Chair with Stanley, August
Eight Sunchairs by a Pool
$145,500 at Christie's, Los Angeles
June 9, 1999
David Hockney is America's finest living realist painter. Some would argue that Wayne Thiebaud or perhaps Richard Estes deserves that title, but as far as variety of subject matter, diversity of mediums and the sheer wit and intelligence of his imagery, Hockney has them all beat.

On the world stage, only Lucian Freud can be considered as a possible rival. Freud is a great painter, but his subject matter is limited to portraits. Freud produces far less work than Hockney, and his prices are correspondingly higher. However, if someone offered me a choice between one of Hockney's greatest paintings -- say, the famous painting of Peter Schlesinger standing by the edge of a swimming pool -- or a masterwork by Freud, it would be awfully hard to turn down the Hockney.

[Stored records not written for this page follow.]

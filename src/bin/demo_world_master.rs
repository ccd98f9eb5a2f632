// SPDX-License-Identifier: MIT
// SPDX-FileCopyrightText: 2025-2026 libworld contributors
//
// Usage:
//   demo_world_master <session> [seconds]
//
// Creates the world for <session>, publishes an "echo" call that doubles
// its argument, then serves incoming requests for [seconds] (default 30).
// Run demo_world_client with the same session id from other terminals.

use std::time::{Duration, Instant};

use libworld::{Call, CallResult, World, WorldConfig};

fn main() {
    tracing_subscriber::fmt()
        .with_env_filter(tracing_subscriber::EnvFilter::from_default_env())
        .init();

    let args: Vec<String> = std::env::args().collect();
    if args.len() < 2 {
        eprintln!("usage: demo_world_master <session> [seconds]");
        std::process::exit(1);
    }
    let session: u32 = args[1].parse().expect("session id");
    let seconds: u64 = args.get(2).map(|s| s.parse().expect("seconds")).unwrap_or(30);

    let world = World::create(WorldConfig::new(session)).expect("create world");
    println!("world {session} up, master pid {}", std::process::id());

    let pool = world.default_pool();
    let echo = Call::init(&world, &pool, 0, |_w, req| {
        let text = String::from_utf8_lossy(&req.data);
        println!("request from participant {}: arg={} data={text:?}", req.caller, req.arg);
        CallResult::Reply(req.arg * 2)
    })
    .expect("init echo call");
    world.publish("echo", echo.shared_ref()).expect("publish echo");

    let deadline = Instant::now() + Duration::from_secs(seconds);
    while Instant::now() < deadline {
        world
            .process_pending(Some(250))
            .expect("process_pending");
    }

    echo.destroy(&world).expect("destroy call");
    world.destroy().expect("destroy world");
    println!("world {session} torn down");
}
use anyhow::Context;
use serde::Deserialize;

use crate::http::parser::Limits;

/// Server configuration.
///
/// Loaded from a YAML file named by `KESTREL_CONFIG`; without one, the listen
/// address falls back to the `LISTEN` environment variable and then to the
/// defaults.
#[derive(Debug, Clone, Deserialize)]
pub struct Config {
    #[serde(default = "default_listen_addr")]
    pub listen_addr: String,
    #[serde(default = "default_max_header_bytes")]
    pub max_header_bytes: usize,
    #[serde(default = "default_max_body_bytes")]
    pub max_body_bytes: usize,
}

fn default_listen_addr() -> String {
    "127.0.0.1:8080".to_string()
}

fn default_max_header_bytes() -> usize {
    64 * 1024
}

fn default_max_body_bytes() -> usize {
    8 * 1024 * 1024
}

impl Default for Config {
    fn default() -> Self {
        Self {
            listen_addr: default_listen_addr(),
            max_header_bytes: default_max_header_bytes(),
            max_body_bytes: default_max_body_bytes(),
        }
    }
}

impl Config {
    pub fn load() -> anyhow::Result<Self> {
        if let Ok(path) = std::env::var("KESTREL_CONFIG") {
            let raw = std::fs::read_to_string(&path)
                .with_context(|| format!("failed to read config file {}", path))?;
            return Self::from_yaml(&raw);
        }

        let mut cfg = Config::default();
        if let Ok(addr) = std::env::var("LISTEN") {
            cfg.listen_addr = addr;
        }
        Ok(cfg)
    }

    pub fn from_yaml(raw: &str) -> anyhow::Result<Self> {
        serde_yaml::from_str(raw).context("invalid config file")
    }

    pub fn limits(&self) -> Limits {
        Limits {
            max_header_bytes: self.max_header_bytes,
            max_body_bytes: self.max_body_bytes,
        }
    }
}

What, exactly, is Hockney's appeal? Many books have been written on the artist and most reveal a writer completely enamored of his or her subject. Whether making paintings or making a fashion statement, Hockney has always been special. He's one of those charismatic individuals who comes along once every generation and transcends his field. People gossip about where Hockney eats, shops and vacations as much as they discuss his art.

Many art world insiders complain that Hockney may have once been great, but that he has squandered his talent over the years. A look at some of his weakest bodies of work reveals that to be the case. But even with Hockney's worst paintings, such as the pathetic portraits of his sleeping dachshund, Stanley, he still manages to provoke.

During the late 1990s, Hockney began to regain his form. He spent some time in his native Britain and returned with some first-rate realist landscapes of the English countryside. He followed up these pictures with a group of fantastic paintings of the Grand Canyon. By general consensus, these were the best paintings by Hockney since his classic mid-1960s to early-1970s period. It was widely reported that the largest painting of the series was sold to the Australian National Gallery for $3 million.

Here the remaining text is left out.